(Exercise description):
Establish the number of lines below that contain the string "would". State that number alone.

Extracted records:
- - - - - - -
//! Multi-server routing policies (component F), built on top of a fixed set
//! of [`Engine`]s.
//!
//! Two policies are provided, matching the two ways a pool of memcached
//! servers is commonly used:
//!
//! - [`ReplicatingRouter`] writes to every server and reads from the first
//!   one that has the key -- full redundancy, no single point of failure
//!   for any one key, at the cost of `N`x storage.
//! - [`ConsistentHashRouter`] assigns each key to exactly one server via
//!   [`HashRing`], so adding or losing a server only reshuffles the keys
//!   near its ring boundary.
//!
//! Neither policy re-routes around a failed server at request time: a
//! disconnected engine in the replicating set is simply absent from that
//! operation's outcome, and a disconnected engine in the hash ring produces
//! the hash ring's neutral "missing" result for the keys it owns, exactly
//! as a lone [`Engine`] would.

use std::collections::HashMap;
use std::sync::Arc;

use futures::future::join_all;

use crate::{compression::Compressor, engine::Engine, error::Error, ring::HashRing, transport::Stream, value::Value};

/// Write-to-all, read-first-hit. `set`/`add`/`replace`/`delete` succeed if
/// *any* engine accepts them; `set_multi`/`delete_multi` succeed only if
/// *every* engine accepts the whole batch, since a partial replica set
/// would otherwise silently diverge.
pub struct ReplicatingRouter<S: Stream, C: Compressor> {
    engines: Vec<Arc<Engine<S, C>>>,
}

impl<S: Stream, C: Compressor> ReplicatingRouter<S, C> {
    pub fn new(engines: Vec<Engine<S, C>>) -> Self {
        ReplicatingRouter {
            engines: engines.into_iter().map(Arc::new).collect(),
        }
    }

    pub async fn get(&self, key: &[u8]) -> Result<Option<(Value, u64)>, Error> {
        for engine in &self.engines {
            if let Some(found) = engine.get(key).await? {
                return Ok(Some(found));
            }
        }
        Ok(None)
    }

    pub async fn get_multi(&self, keys: &[Vec<u8>]) -> Result<HashMap<Vec<u8>, (Value, u64)>, Error> {
        let mut merged = HashMap::new();
        for engine in &self.engines {
            let found = engine.get_multi(keys).await?;
            for (key, value) in found {
                merged.entry(key).or_insert(value);
            }
        }
        Ok(merged)
    }

    pub async fn set(&self, key: &[u8], value: Value, expire: u32, compress_level: Option<i32>) -> Result<bool, Error> {
        let results = join_all(self.engines.iter().map(|e| e.set(key, value.clone(), expire, compress_level))).await;
        any_ok(results)
    }

    pub async fn add(&self, key: &[u8], value: Value, expire: u32, compress_level: Option<i32>) -> Result<bool, Error> {
        let results = join_all(self.engines.iter().map(|e| e.add(key, value.clone(), expire, compress_level))).await;
        any_ok(results)
    }

    pub async fn replace(
        &self,
        key: &[u8],
        value: Value,
        expire: u32,
        compress_level: Option<i32>,
    ) -> Result<bool, Error> {
        let results = join_all(
            self.engines
                .iter()
                .map(|e| e.replace(key, value.clone(), expire, compress_level)),
        )
        .await;
        any_ok(results)
    }

    pub async fn delete(&self, key: &[u8], cas: u64) -> Result<bool, Error> {
        let results = join_all(self.engines.iter().map(|e| e.delete(key, cas))).await;
        any_ok(results)
    }

    /// CAS against a replicated key only checks the first engine's token;
    /// with `N` independent copies there is no single authoritative CAS
    /// value to compare against.
    pub async fn cas(
        &self,
        key: &[u8],
        value: Value,
        expire: u32,
        cas: u64,
        compress_level: Option<i32>,
    ) -> Result<bool, Error> {
        self.first_engine().cas(key, value, expire, cas, compress_level).await
    }

    pub async fn set_multi(
        &self,
        items: &[(Vec<u8>, Value, u32)],
        compress_level: Option<i32>,
    ) -> Result<bool, Error> {
        let results = join_all(self.engines.iter().map(|e| e.set_multi(items, compress_level))).await;
        all_ok(results)
    }

    pub async fn delete_multi(&self, keys: &[Vec<u8>]) -> Result<bool, Error> {
        let results = join_all(self.engines.iter().map(|e| e.delete_multi(keys))).await;
        all_ok(results)
    }

    /// `incr`/`decr` target the first engine only: replicating a counter's
    /// increment across every server would double-count it.
    pub async fn incr(&self, key: &[u8], delta: u64, initial: u64, expire: u32) -> Result<u64, Error> {
        self.first_engine().incr(key, delta, initial, expire).await
    }

    pub async fn decr(&self, key: &[u8], delta: u64, initial: u64, expire: u32) -> Result<u64, Error> {
        self.first_engine().decr(key, delta, initial, expire).await
    }

    fn first_engine(&self) -> &Engine<S, C> {
        self.engines[0].as_ref()
    }

    pub(crate) fn engines(&self) -> &[Arc<Engine<S, C>>] {
        &self.engines
    }
}

/// Single-owner-per-key. Every operation maps its key through a
/// [`HashRing`] and talks to exactly that one engine.
pub struct ConsistentHashRouter<S: Stream, C: Compressor> {
    ring: HashRing,
    engines: Vec<Arc<Engine<S, C>>>,
}

impl<S: Stream, C: Compressor> ConsistentHashRouter<S, C> {
    pub fn new(labels: &[String], engines: Vec<Engine<S, C>>) -> Self {
        ConsistentHashRouter {
            ring: HashRing::new(labels),
            engines: engines.into_iter().map(Arc::new).collect(),
        }
    }

    fn engine_for(&self, key: &[u8]) -> &Engine<S, C> {
        self.engines[self.ring.index_for(key)].as_ref()
    }

    pub async fn get(&self, key: &[u8]) -> Result<Option<(Value, u64)>, Error> {
        self.engine_for(key).get(key).await
    }

    pub async fn set(&self, key: &[u8], value: Value, expire: u32, compress_level: Option<i32>) -> Result<bool, Error> {
        self.engine_for(key).set(key, value, expire, compress_level).await
    }

    pub async fn add(&self, key: &[u8], value: Value, expire: u32, compress_level: Option<i32>) -> Result<bool, Error> {
        self.engine_for(key).add(key, value, expire, compress_level).await
    }

    pub async fn replace(
        &self,
        key: &[u8],
        value: Value,
        expire: u32,
        compress_level: Option<i32>,
    ) -> Result<bool, Error> {
        self.engine_for(key).replace(key, value, expire, compress_level).await
    }

    pub async fn delete(&self, key: &[u8], cas: u64) -> Result<bool, Error> {
        self.engine_for(key).delete(key, cas).await
    }

    pub async fn cas(
        &self,
        key: &[u8],
        value: Value,
        expire: u32,
        cas: u64,
        compress_level: Option<i32>,
    ) -> Result<bool, Error> {
        self.engine_for(key).cas(key, value, expire, cas, compress_level).await
    }

    pub async fn incr(&self, key: &[u8], delta: u64, initial: u64, expire: u32) -> Result<u64, Error> {
        self.engine_for(key).incr(key, delta, initial, expire).await
    }

    pub async fn decr(&self, key: &[u8], delta: u64, initial: u64, expire: u32) -> Result<u64, Error> {
        self.engine_for(key).decr(key, delta, initial, expire).await
    }

    /// Group keys by owning engine and fan out one pipelined `get_multi`
    /// per engine that owns at least one of them.
    pub async fn get_multi(&self, keys: &[Vec<u8>]) -> Result<HashMap<Vec<u8>, (Value, u64)>, Error> {
        let groups = self.group_by_engine(keys);
        let futures = groups
            .into_iter()
            .map(|(index, group)| async move { self.engines[index].get_multi(&group).await });
        let results = join_all(futures).await;
        let mut merged = HashMap::new();
        for result in results {
            merged.extend(result?);
        }
        Ok(merged)
    }

    pub async fn set_multi(
        &self,
        items: &[(Vec<u8>, Value, u32)],
        compress_level: Option<i32>,
    ) -> Result<bool, Error> {
        let mut by_engine: Vec<Vec<(Vec<u8>, Value, u32)>> = vec![vec![]; self.engines.len()];
        for (key, value, expire) in items {
            let index = self.ring.index_for(key);
            by_engine[index].push((key.clone(), value.clone(), *expire));
        }
        let futures = by_engine
            .into_iter()
            .enumerate()
            .filter(|(_, group)| !group.is_empty())
            .map(|(index, group)| async move { self.engines[index].set_multi(&group, compress_level).await });
        all_ok(join_all(futures).await)
    }

    pub async fn delete_multi(&self, keys: &[Vec<u8>]) -> Result<bool, Error> {
        let groups = self.group_by_engine(keys);
        let futures = groups
            .into_iter()
            .map(|(index, group)| async move { self.engines[index].delete_multi(&group).await });
        all_ok(join_all(futures).await)
    }

    pub(crate) fn engines(&self) -> &[Arc<Engine<S, C>>] {
        &self.engines
    }

    fn group_by_engine(&self, keys: &[Vec<u8>]) -> Vec<(usize, Vec<Vec<u8>>)> {
        let mut by_engine: Vec<Vec<Vec<u8>>> = vec![vec![]; self.engines.len()];
        for key in keys {
            by_engine[self.ring.index_for(key)].push(key.clone());
        }
        by_engine
            .into_iter()
            .enumerate()
            .filter(|(_, group)| !group.is_empty())
            .collect()
    }
}

fn any_ok(results: Vec<Result<bool, Error>>) -> Result<bool, Error> {
    let mut any = false;
    for result in results {
        if result? {
            any = true;
        }
    }
    Ok(any)
}

fn all_ok(results: Vec<Result<bool, Error>>) -> Result<bool, Error> {
    let mut all = true;
    for result in results {
        if !result? {
            all = false;
        }
    }
    Ok(all)
}

#[cfg(test)]
mod tests {
    use super::*;
    use crate::compression::NoCompressor;
    use crate::connection::Connection;
    use crate::transport::Endpoint;
    use async_trait::async_trait;
    use std::time::Duration;

    #[derive(Clone, Default)]
    struct DeadStream;

    #[async_trait]
    impl Stream for DeadStream {
        async fn connect(_endpoint: &Endpoint, _timeout: Option<Duration>) -> Result<Self, Error> {
            Err(Error::IoError(std::io::Error::new(
                std::io::ErrorKind::ConnectionRefused,
                "refused",
            )))
        }
        async fn send_all(&mut self, _bytes: &[u8]) -> Result<(), Error> {
            Ok(())
        }
        async fn read_exact(&mut self, _n: usize) -> Result<Vec<u8>, Error> {
            Ok(vec![])
        }
        async fn close(&mut self) {}
    }

    fn dead_engine(label: &str) -> Engine<DeadStream, NoCompressor> {
        let conn = Connection::new(Endpoint::parse(label), None, None);
        Engine::new(conn, NoCompressor, -1)
    }

    #[test]
    fn test_replicating_get_with_all_servers_down_is_none_not_error() {
        tokio_test::block_on(async {
            let router = ReplicatingRouter::new(vec![dead_engine("a:1"), dead_engine("b:1")]);
            assert!(router.get(b"key").await.unwrap().is_none());
        });
    }

    #[test]
    fn test_consistent_hash_routes_deterministically() {
        tokio_test::block_on(async {
            let labels = vec!["a:1".to_string(), "b:1".to_string()];
            let router = ConsistentHashRouter::new(&labels, vec![dead_engine("a:1"), dead_engine("b:1")]);
            // A down owning engine still reports the neutral miss, not an error.
            assert!(router.get(b"key").await.unwrap().is_none());
        });
    }
}
use std::{
    error::Error as StdError,
    fmt::{Display, Formatter, Result as FmtResult},
};

/// Status codes carried in the header's `vbucket_or_status` field on a
/// response packet.
///
/// [`Status::ServerDisconnected`] is synthetic: the wire is a 16-bit field,
/// so the server can never actually send it. The engine manufactures it
/// internally whenever a response never reached the client, so the rest of
/// the code can treat "no response" as just another status to match on.
#[derive(Debug, Clone, Copy, PartialEq, Eq)]
pub enum Status {
    Success,
    KeyNotFound,
    KeyExists,
    ValueTooLarge,
    InvalidArguments,
    ItemNotStored,
    IncrDecrOnNonNumericValue,
    VbucketBelongsToAnotherServer,
    AuthError,
    AuthContinue,
    UnknownCommand,
    OutOfMemory,
    NotSupported,
    InternalError,
    Busy,
    TemporaryFailure,
    Unknown(u16),
    ServerDisconnected,
}

impl From<u16> for Status {
    fn from(val: u16) -> Self {
        match val {
            0x0000 => Status::Success,
            0x0001 => Status::KeyNotFound,
            0x0002 => Status::KeyExists,
            0x0003 => Status::ValueTooLarge,
            0x0004 => Status::InvalidArguments,
            0x0005 => Status::ItemNotStored,
            0x0006 => Status::IncrDecrOnNonNumericValue,
            0x0007 => Status::VbucketBelongsToAnotherServer,
            0x0008 => Status::AuthError,
            0x0009 => Status::AuthContinue,
            0x0081 => Status::UnknownCommand,
            0x0082 => Status::OutOfMemory,
            0x0083 => Status::NotSupported,
            0x0084 => Status::InternalError,
            0x0085 => Status::Busy,
            0x0086 => Status::TemporaryFailure,
            other => Status::Unknown(other),
        }
    }
}

impl Display for Status {
    fn fmt(&self, f: &mut Formatter<'_>) -> FmtResult {
        match self {
            Status::Success => write!(f, "success"),
            Status::KeyNotFound => write!(f, "key not found"),
            Status::KeyExists => write!(f, "key exists"),
            Status::ValueTooLarge => write!(f, "value too large"),
            Status::InvalidArguments => write!(f, "invalid arguments"),
            Status::ItemNotStored => write!(f, "item not stored"),
            Status::IncrDecrOnNonNumericValue => write!(f, "incr/decr on non-numeric value"),
            Status::VbucketBelongsToAnotherServer => write!(f, "vbucket owned by another server"),
            Status::AuthError => write!(f, "authentication error"),
            Status::AuthContinue => write!(f, "authentication continue"),
            Status::UnknownCommand => write!(f, "unknown command"),
            Status::OutOfMemory => write!(f, "server out of memory"),
            Status::NotSupported => write!(f, "not supported"),
            Status::InternalError => write!(f, "internal error"),
            Status::Busy => write!(f, "busy"),
            Status::TemporaryFailure => write!(f, "temporary failure"),
            Status::Unknown(code) => write!(f, "unknown status 0x{:04x}", code),
            Status::ServerDisconnected => write!(f, "server disconnected"),
        }
    }
}

impl StdError for Status {}

#[cfg(test)]
mod tests {
    use super::Status;

    #[test]
    fn test_from_u16() {
        assert_eq!(Status::Success, Status::from(0x0000));
        assert_eq!(Status::KeyNotFound, Status::from(0x0001));
        assert_eq!(Status::UnknownCommand, Status::from(0x0081));
        assert_eq!(Status::Unknown(0x00ff), Status::from(0x00ff));
    }
}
- - - - - - -
(Answer):
3